## WHAT TO DO
Reproduce this listing from its first line through the line with "impl Clock for SystemClock", inclusive, leaving out all that follows.

## INFORMATION GIVEN

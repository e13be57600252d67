//! Agent state for crewfs.
//!
//! Each agent has a state document under `teams/<team>/agents/` tracking its
//! lifecycle status and liveness:
//!
//! - **Lifecycle**: `spawning -> active <-> idle`, with `inactive` for agents
//!   that stopped heartbeating and `shutting_down -> terminated` at the end
//! - **Liveness**: heartbeats reset the miss counter; a sweep counts missed
//!   intervals and marks silent agents `inactive`
//! - **Processes**: starting and stopping workers goes through an
//!   [`Orchestrator`]; the state document never depends on it succeeding
//!   beyond spawn

mod model;
mod ops;
mod orchestrator;
mod template;

#[cfg(test)]
mod tests;

pub use model::{AgentState, AgentStatus};
pub use ops::{get, heartbeat, idle_agents, list, set_status, spawn, sweep_heartbeats, terminate};
pub use orchestrator::{CommandOrchestrator, NoopOrchestrator, Orchestrator, from_config};
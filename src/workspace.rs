//! Explicit dependencies shared by every operation.
//!
//! A [`Workspace`] bundles the storage layout, configuration, document store,
//! clock, and id source. It is built once per process and passed by
//! reference, so tests can substitute a fixed clock and predictable ids.

use crate::config::Config;
use crate::context::CrewContext;
use crate::error::{CrewError, Result};
use crate::events::{DispatchEvent, EventType};
use crate::locks::{LockManager, LockMode};
use crate::store::DocumentStore;
use chrono::{DateTime, Duration, Utc};
use serde_json::Value;
use std::sync::atomic::{AtomicU64, Ordering};
use std::sync::{Arc, Mutex};

/// Source of the current time.
pub trait Clock: Send + Sync {
    fn now(&self) -> DateTime<Utc>;
}

/// Wall-clock time.
#[derive(Debug, Clone, Copy, Default)]
pub struct SystemClock;

impl Clock for SystemClock {
    fn now(&self) -> DateTime<Utc> {
        Utc::now()
    }
}

/// A clock that only moves when told to.
#[derive(Debug)]
pub struct ManualClock {
    now: Mutex<DateTime<Utc>>,
}

impl ManualClock {
    pub fn new(start: DateTime<Utc>) -> Self {
        Self {
            now: Mutex::new(start),
        }
    }

    pub fn advance(&self, by: Duration) {
        let mut now = self.now.lock().unwrap_or_else(|p| p.into_inner());
        *now += by;
    }
}

impl Clock for ManualClock {
    fn now(&self) -> DateTime<Utc> {
        *self.now.lock().unwrap_or_else(|p| p.into_inner())
    }
}

/// Generator for task, rule, message, and event ids.
pub trait IdSource: Send + Sync {
    fn next_id(&self, prefix: &str) -> String;
}

/// Random ids: `{prefix}-{12 hex chars}`.
#[derive(Debug, Clone, Copy, Default)]
pub struct RandomIds;

impl IdSource for RandomIds {
    fn next_id(&self, prefix: &str) -> String {
        let id = uuid::Uuid::new_v4().simple().to_string();
        format!("{}-{}", prefix, &id[..12])
    }
}

/// Predictable ids: `{prefix}-1`, `{prefix}-2`, ... (one shared counter).
#[derive(Debug, Default)]
pub struct SequentialIds {
    counter: AtomicU64,
}

impl IdSource for SequentialIds {
    fn next_id(&self, prefix: &str) -> String {
        let n = self.counter.fetch_add(1, Ordering::SeqCst) + 1;
        format!("{}-{}", prefix, n)
    }
}

/// Storage root, configuration, and injected services.
#[derive(Clone)]
pub struct Workspace {
    pub ctx: CrewContext,
    pub config: Config,
    pub store: DocumentStore,
    clock: Arc<dyn Clock>,
    ids: Arc<dyn IdSource>,
}

impl std::fmt::Debug for Workspace {
    fn fmt(&self, f: &mut std::fmt::Formatter<'_>) -> std::fmt::Result {
        f.debug_struct("Workspace")
            .field("root", &self.ctx.root)
            .field("config", &self.config)
            .finish()
    }
}

impl Workspace {
    /// Workspace with the system clock and random ids.
    pub fn new(ctx: CrewContext, config: Config) -> Self {
        Self::with_services(ctx, config, Arc::new(SystemClock), Arc::new(RandomIds))
    }

    pub fn with_services(
        ctx: CrewContext,
        config: Config,
        clock: Arc<dyn Clock>,
        ids: Arc<dyn IdSource>,
    ) -> Self {
        let store = DocumentStore::new(LockManager::new(config.lock_options()));
        Self {
            ctx,
            config,
            store,
            clock,
            ids,
        }
    }

    /// Resolve the storage root from the environment and load its config.
    pub fn open() -> Result<Self> {
        let ctx = CrewContext::resolve()?;
        let config = Config::load_or_default(ctx.config_path())?;
        Ok(Self::new(ctx, config))
    }

    pub fn now(&self) -> DateTime<Utc> {
        self.clock.now()
    }

    pub fn next_id(&self, prefix: &str) -> String {
        self.ids.next_id(prefix)
    }

    /// Build an event stamped with this workspace's clock and ids.
    pub fn event(&self, event_type: EventType, team: &str, payload: Value) -> DispatchEvent {
        DispatchEvent::new(self.next_id("evt"), event_type, team, self.now()).with_payload(payload)
    }

    /// Run `f` while holding the shared team-scope lock.
    ///
    /// Every team-scoped mutation goes through here, so team deletion (which
    /// takes the scope exclusively) can never interleave with one. Fails with
    /// `NotFound` if the team does not exist once the lock is held.
    pub fn team_scope<R>(&self, team: &str, action: &str, f: impl FnOnce() -> Result<R>) -> Result<R> {
        self.store
            .with_lock(&self.ctx.team_dir(team), LockMode::Shared, action, || {
                if !self.ctx.team_exists(team) {
                    return Err(CrewError::NotFound(format!("team '{}'", team)));
                }
                f()
            })
    }
}

#[cfg(test)]
mod tests {
    use super::*;

    #[test]
    fn test_sequential_ids_share_one_counter() {
        let ids = SequentialIds::default();
        assert_eq!(ids.next_id("task"), "task-1");
        assert_eq!(ids.next_id("rule"), "rule-2");
    }

    #[test]
    fn test_random_ids_are_prefixed_and_unique() {
        let a = RandomIds.next_id("task");
        let b = RandomIds.next_id("task");
        assert!(a.starts_with("task-"));
        assert_eq!(a.len(), "task-".len() + 12);
        assert_ne!(a, b);
    }

    #[test]
    fn test_manual_clock_advances() {
        let start = Utc::now();
        let clock = ManualClock::new(start);
        clock.advance(Duration::seconds(90));
        assert_eq!(clock.now() - start, Duration::seconds(90));
    }

    #[test]
    fn test_team_scope_requires_team() {
        let temp_dir = tempfile::TempDir::new().unwrap();
        let ws = Workspace::new(CrewContext::new(temp_dir.path()), Config::default());

        let err = ws.team_scope("ghost", "test", || Ok(())).unwrap_err();
        assert!(matches!(err, CrewError::NotFound(_)));
    }
}
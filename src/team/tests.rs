//! Tests for team lifecycle, membership, and permissions.

use super::*;
use crate::error::CrewError;
use crate::events::EventType;
use crate::test_support::{create_test_team, test_workspace};
use std::collections::BTreeMap;

fn roles() -> BTreeMap<String, RoleDef> {
    let mut roles = BTreeMap::new();
    roles.insert(
        "coordinator".to_string(),
        RoleDef {
            description: Some("Runs the board".to_string()),
            permissions: vec![Permission::ManageRules, Permission::ManageAgents],
        },
    );
    roles.insert("worker".to_string(), RoleDef::default());
    roles
}

#[test]
fn test_create_team_records_leader_as_member() {
    let t = test_workspace();
    let (team, events) = create_team(
        &t.ws,
        NewTeam {
            name: "alpha".to_string(),
            leader: "lead".to_string(),
            topology: Some(Topology::Hierarchical),
            roles: None,
        },
    )
    .unwrap();

    assert_eq!(team.leader, "lead");
    assert_eq!(team.members.len(), 1);
    assert_eq!(team.members[0].role, LEADER_ROLE);
    assert_eq!(events.len(), 1);
    assert_eq!(events[0].event_type, EventType::TeamCreated);

    let loaded = get_team(&t.ws, "alpha").unwrap();
    assert_eq!(loaded, team);
}

#[test]
fn test_create_team_twice_conflicts() {
    let t = test_workspace();
    create_test_team(&t.ws, "alpha", "lead", &[]);

    let err = create_team(
        &t.ws,
        NewTeam {
            name: "alpha".to_string(),
            leader: "other".to_string(),
            ..NewTeam::default()
        },
    )
    .unwrap_err();
    assert!(matches!(err, CrewError::Conflict(_)));
}

#[test]
fn test_create_team_rejects_bad_name() {
    let t = test_workspace();
    let err = create_team(
        &t.ws,
        NewTeam {
            name: "../escape".to_string(),
            leader: "lead".to_string(),
            ..NewTeam::default()
        },
    )
    .unwrap_err();
    assert!(matches!(err, CrewError::UserError(_)));
}

#[test]
fn test_team_name_cannot_shadow_lock_marker() {
    let t = test_workspace();
    create_test_team(&t.ws, "foo", "lead", &[]);

    for name in ["foo.lock", "foo.lock.readers"] {
        let err = create_team(
            &t.ws,
            NewTeam {
                name: name.to_string(),
                leader: "lead".to_string(),
                ..NewTeam::default()
            },
        )
        .unwrap_err();
        assert!(matches!(err, CrewError::UserError(_)), "{name}: {err}");
    }
    assert!(!t.ws.ctx.teams_dir.join("foo.lock").exists());

    let (team, _) = join_team(&t.ws, "foo", "w1", "worker").unwrap();
    assert!(team.is_member("w1"));
}

#[test]
fn test_get_missing_team() {
    let t = test_workspace();
    let err = get_team(&t.ws, "ghost").unwrap_err();
    assert!(matches!(err, CrewError::NotFound(_)));
}

#[test]
fn test_list_teams_sorted() {
    let t = test_workspace();
    assert!(list_teams(&t.ws).unwrap().is_empty());

    create_test_team(&t.ws, "zeta", "z", &[]);
    create_test_team(&t.ws, "alpha", "a", &[]);

    let names: Vec<String> = list_teams(&t.ws).unwrap().into_iter().map(|t| t.name).collect();
    assert_eq!(names, vec!["alpha", "zeta"]);
}

#[test]
fn test_join_is_idempotent_for_same_role() {
    let t = test_workspace();
    create_test_team(&t.ws, "alpha", "lead", &[]);

    let (_, events) = join_team(&t.ws, "alpha", "w1", "worker").unwrap();
    assert_eq!(events.len(), 1);
    assert_eq!(events[0].event_type, EventType::MemberJoined);

    let (team, events) = join_team(&t.ws, "alpha", "w1", "worker").unwrap();
    assert!(events.is_empty());
    assert_eq!(team.members.len(), 2);

    let err = join_team(&t.ws, "alpha", "w1", "reviewer").unwrap_err();
    assert!(matches!(err, CrewError::Conflict(_)));
}

#[test]
fn test_join_requires_defined_role() {
    let t = test_workspace();
    create_team(
        &t.ws,
        NewTeam {
            name: "alpha".to_string(),
            leader: "lead".to_string(),
            topology: None,
            roles: Some(roles()),
        },
    )
    .unwrap();

    assert!(join_team(&t.ws, "alpha", "w1", "worker").is_ok());
    let err = join_team(&t.ws, "alpha", "w2", "astronaut").unwrap_err();
    assert!(matches!(err, CrewError::NotFound(_)));
}

#[test]
fn test_join_missing_team() {
    let t = test_workspace();
    let err = join_team(&t.ws, "ghost", "w1", "worker").unwrap_err();
    assert!(matches!(err, CrewError::NotFound(_)));
}

#[test]
fn test_leave_team() {
    let t = test_workspace();
    create_test_team(&t.ws, "alpha", "lead", &[("w1", "worker")]);

    let (team, events) = leave_team(&t.ws, "alpha", "w1").unwrap();
    assert!(!team.is_member("w1"));
    assert_eq!(events[0].event_type, EventType::MemberLeft);

    let err = leave_team(&t.ws, "alpha", "w1").unwrap_err();
    assert!(matches!(err, CrewError::NotFound(_)));

    let err = leave_team(&t.ws, "alpha", "lead").unwrap_err();
    assert!(matches!(err, CrewError::Conflict(_)));
}

#[test]
fn test_delete_team_removes_child_state() {
    let t = test_workspace();
    create_test_team(&t.ws, "alpha", "lead", &[("w1", "worker")]);
    let tasks_dir = t.ws.ctx.tasks_dir("alpha");
    std::fs::create_dir_all(&tasks_dir).unwrap();
    std::fs::write(tasks_dir.join("task-9.json"), "{}").unwrap();

    delete_team(&t.ws, "alpha").unwrap();

    assert!(!t.ws.ctx.team_dir("alpha").exists());
    assert!(list_teams(&t.ws).unwrap().is_empty());
    assert!(matches!(
        delete_team(&t.ws, "alpha").unwrap_err(),
        CrewError::NotFound(_)
    ));
}

#[test]
fn test_delete_then_recreate() {
    let t = test_workspace();
    create_test_team(&t.ws, "alpha", "lead", &[]);
    delete_team(&t.ws, "alpha").unwrap();

    let team = create_test_team(&t.ws, "alpha", "new-lead", &[]);
    assert_eq!(team.leader, "new-lead");
}

#[test]
fn test_permissions_without_roles_allow_members() {
    let t = test_workspace();
    let team = create_test_team(&t.ws, "alpha", "lead", &[("w1", "worker")]);

    assert!(check_permission(&team, "lead", Permission::DeleteTeam).is_ok());
    assert!(check_permission(&team, "w1", Permission::ManageRules).is_ok());

    let err = check_permission(&team, "stranger", Permission::ManageRules).unwrap_err();
    assert!(matches!(err, CrewError::PermissionDenied(_)));
}

#[test]
fn test_permissions_with_roles() {
    let t = test_workspace();
    create_team(
        &t.ws,
        NewTeam {
            name: "alpha".to_string(),
            leader: "lead".to_string(),
            topology: None,
            roles: Some(roles()),
        },
    )
    .unwrap();
    join_team(&t.ws, "alpha", "coord", "coordinator").unwrap();
    let (team, _) = join_team(&t.ws, "alpha", "w1", "worker").unwrap();

    assert!(check_permission(&team, "lead", Permission::DeleteTeam).is_ok());
    assert!(check_permission(&team, "coord", Permission::ManageRules).is_ok());
    assert!(matches!(
        check_permission(&team, "coord", Permission::DeleteTeam).unwrap_err(),
        CrewError::PermissionDenied(_)
    ));
    assert!(matches!(
        check_permission(&team, "w1", Permission::ManageRules).unwrap_err(),
        CrewError::PermissionDenied(_)
    ));
}

#[test]
fn test_malformed_team_config_is_validation_error() {
    let t = test_workspace();
    create_test_team(&t.ws, "alpha", "lead", &[]);
    std::fs::write(
        t.ws.ctx.team_config_path("alpha"),
        r#"{"name": "alpha", "leader": "ghost", "members": [], "created_at": "2026-01-15T09:00:00Z"}"#,
    )
    .unwrap();

    let err = get_team(&t.ws, "alpha").unwrap_err();
    match err {
        CrewError::Validation { message, .. } => assert!(message.contains("leader")),
        other => panic!("expected validation error, got {other:?}"),
    }
}
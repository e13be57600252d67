//! `crewfs team` subcommands.

use super::{Session, print_json};
use crate::cli::{TeamAction, TeamCreateArgs};
use crewfs::error::{CrewError, Result};
use crewfs::team::{NewTeam, RoleDef};
use serde_json::json;
use std::collections::BTreeMap;

pub fn run(session: &Session, action: TeamAction) -> Result<()> {
    let crew = &session.crew;
    match action {
        TeamAction::Create(args) => cmd_create(session, args),
        TeamAction::Show => print_json(&crew.get_team(session.team()?)?),
        TeamAction::List => print_json(&crew.list_teams()?),
        TeamAction::Join(args) => print_json(&crew.join_team(session.team()?, session.agent()?, &args.role)?),
        TeamAction::Leave => print_json(&crew.leave_team(session.team()?, session.agent()?)?),
        TeamAction::Delete => {
            let team = session.team()?;
            crew.delete_team(team, session.agent()?)?;
            print_json(&json!({"deleted": team}))
        }
    }
}

fn cmd_create(session: &Session, args: TeamCreateArgs) -> Result<()> {
    let roles = args
        .roles
        .as_deref()
        .map(|raw| {
            serde_json::from_str::<BTreeMap<String, RoleDef>>(raw)
                .map_err(|e| CrewError::UserError(format!("invalid --roles JSON: {}", e)))
        })
        .transpose()?;

    let team = session.crew.create_team(NewTeam {
        name: args.name,
        leader: session.agent()?.to_string(),
        topology: args.topology,
        roles,
    })?;
    print_json(&team)
}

## RESPONSE TO THE EXERCISE
repository e13be57600252d67
//! Agent state for crewfs.
//!
//! Each agent has a state document under `teams/<team>/agents/` tracking its
//! lifecycle status and liveness:
//!
//! - **Lifecycle**: `spawning -> active <-> idle`, with `inactive` for agents
//!   that stopped heartbeating and `shutting_down -> terminated` at the end
//! - **Liveness**: heartbeats reset the miss counter; a sweep counts missed
//!   intervals and marks silent agents `inactive`
//! - **Processes**: starting and stopping workers goes through an
//!   [`Orchestrator`]; the state document never depends on it succeeding
//!   beyond spawn

mod model;
mod ops;
mod orchestrator;
mod template;

#[cfg(test)]
mod tests;

pub use model::{AgentState, AgentStatus};
pub use ops::{get, heartbeat, idle_agents, list, set_status, spawn, sweep_heartbeats, terminate};
pub use orchestrator::{CommandOrchestrator, NoopOrchestrator, Orchestrator, from_config};
filename src/workspace.rs
//! Explicit dependencies shared by every operation.
//!
//! A [`Workspace`] bundles the storage layout, configuration, document store,
//! clock, and id source. It is built once per process and passed by
//! reference, so tests can substitute a fixed clock and predictable ids.

use crate::config::Config;
use crate::context::CrewContext;
use crate::error::{CrewError, Result};
use crate::events::{DispatchEvent, EventType};
use crate::locks::{LockManager, LockMode};
use crate::store::DocumentStore;
use chrono::{DateTime, Duration, Utc};
use serde_json::Value;
use std::sync::atomic::{AtomicU64, Ordering};
use std::sync::{Arc, Mutex};

/// Source of the current time.
pub trait Clock: Send + Sync {
    fn now(&self) -> DateTime<Utc>;
}

/// Wall-clock time.
#[derive(Debug, Clone, Copy, Default)]
pub struct SystemClock;

impl Clock for SystemClock {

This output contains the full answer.